A position space is the set of all position vectors in the fundamental space of geometry. If the position vector of a point particle varies with time, it will trace out a path, which marks the trajectory of a particle.

This short interview series traces given lines of thought by artists, marks the trajectories of their practice, and models the physical and ideological space of the contemporary art world across a finite dimension.

What recent exhibition did you see that made a strong impression on you and why?

I just walked out of a screening of BLKNEWS (2025) by Kahlil Joseph at the William Greaves Film Seminar organized by BlackStar. The film left a strong impression on me — the montage of found footage and music felt effortless, moving me emotionally in the way the best archival work does. It reminded me of Arthur Jafa's Love Is The Message, The Message Is Death (2016). Both films reach into the Black archive and transform it, redirecting our attention toward a gesture or an expression that may have gone unnoticed without the artist's hand.

It made me think about the Tibetan equivalent — what footage are Tibetans uploading from inside Tibet and across the diaspora? I follow channels that offer candid glimpses into that world, and there is something profound and largely untouched waiting there. Not urgency exactly, but tenderness. A care for what exists at the edge of visibility, whether or not anyone is looking.

What are you working on right now and where will you present your work next?

I’m currently working on my second feature film, Sentient Beings, now in active development. The script has spent the past year in the SFFILM FilmHouse Residency in San Francisco — going through multiple rewrites, revealing its true form with each draft. Recently I found a new way into the material that opened up a world of possibilities while honoring traces of everything that came before, without sacrificing its singularity. It's a film about relationships, children, life and the world around us. It is the world I know and considers the most pressing questions — what connects us across time? Carlos Reygadas will produce through Splendor Omnia Studios in Mexico, our second collaboration since Next Life (2025), which premiered at FID Marseille.

Alongside the film I've been developing new installation works. One is built around a set of rare analogue projectors with deep historical ties to the American music industry — objects that carry their own weight and mythology. The potential of those pieces has already generated a tangential performance work, which deals with more contemporary genres of American music.

Sound has become an increasingly central part of my practice. In my most recent solo exhibition at Microscope Gallery, the two film installations — Capturing Reality and Auras — were conceived with sound and space as integral to the experience. I collaborated with a sound designer from my first feature Next Life, who I worked with at Splendor Omnia Studios in Mexico. What that process revealed to me was how deeply sensitive I am to sound — something I assumed due to my relationship to music, but only grew out of the first feature experience and has since allowed me to imagine the potential of sound.

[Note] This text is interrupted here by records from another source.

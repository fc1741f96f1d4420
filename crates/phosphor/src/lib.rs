//! Persistent-phosphor framebuffer
//!
//! A square grid of beam intensities. The decoder lights cells at full
//! brightness as samples arrive; the display thread fades every lit cell by a
//! fixed [`DecayStep`] once per tick. A point plotted once therefore glows for
//! [`DecayStep::ticks_to_black`] ticks and then goes dark, which is the
//! afterglow a CRT vector display shows.
//!
//! ```
//! use phosphor::{DecayStep, PhosphorBuffer, MAX_INTENSITY};
//!
//! let fb = PhosphorBuffer::new(512, DecayStep::default()).unwrap();
//! fb.plot(10, 20, MAX_INTENSITY);
//! for _ in 0..fb.ticks_to_black() {
//!     fb.decay_tick();
//! }
//! assert_eq!(fb.intensity(10, 20), 0);
//! ```

// ── Lint policy ─────────────────────────────────────────────────────────────
#![deny(clippy::unwrap_used)] // no .unwrap() in production code
#![deny(clippy::expect_used)] // no .expect() in production code
#![deny(clippy::panic)] // no panic!() in production code
#![deny(unused_must_use)]
// ────────────────────────────────────────────────────────────────────────────
#![warn(missing_docs)]
#![warn(clippy::all)]
#![warn(clippy::pedantic)]
#![allow(clippy::module_name_repetitions)]
#![allow(clippy::must_use_candidate)]

pub mod buffer;
pub mod decay;

pub use buffer::{BufferError, PhosphorBuffer};
pub use decay::{DecayStep, ZeroDecayStep, DEFAULT_DECAY_STEP};

/// Brightest value a cell can hold: the green channel of the beam colour.
pub const MAX_INTENSITY: u8 = 0xF8;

What are the biggest challenges in sustaining your practice?

I can speak to this on both a personal and macro scale. On a personal scale, I want to be present with my family and to be in deep time with my art. What that looks like is evolving every day — my two daughters are only three and one years old. Fatherhood has made me more conscious of time, more conscious of expenses, and has deepened my sense of responsibility toward my practice. My art is a lifeline. I don't want to hide that from them — I want them to see their father pursuing his dreams. I’ve found this limitation of time has kept me very lucid and my creative output undiminished as my pushes are more intense.

On a macro scale, this balance is always a negotiation between resources and time. I have found my greatest success when I pursued my work without expectations, institutional support or external validation. The past ten years have been rewarding precisely because I have not compromised my artistic integrity — not without challenges, but without compromise.

In the United States there is no national funding model the way there is in Europe or Canada. Grantmakers and nonprofits are not artists, yet they increasingly participate in the discourse of what art should be, and there is a certain zeitgeist your work has to align with just to be competitive. I think no artist should expect to make a career off such systems.

Ten years ago I simply decided to make the work because no one was funding it. What I found was freedom — and a reminder that the mainstream measure of success is built on optics and institutional endorsement. That has never been my compass. The real work is staying true to the process. Creating without expectation. Seeing without ego. Being present in the world unfolding in front of you, wise enough to recognize its potential when others don't.

Tenzin Phuntsog is a Tibetan American filmmaker and artist whose practice spans narrative film, moving image installation, and archive. Working across deep time and displacement, his films navigate the space between what is lost and what persists — through surrogate landscapes, the Tibetan language, and the karmic weight of lives unfinished. His debut feature Next Life (2025) premiered at FID Marseille, winning two awards. His second solo exhibition The Last Dream at the End of the World was on view at Microscope Gallery, New York.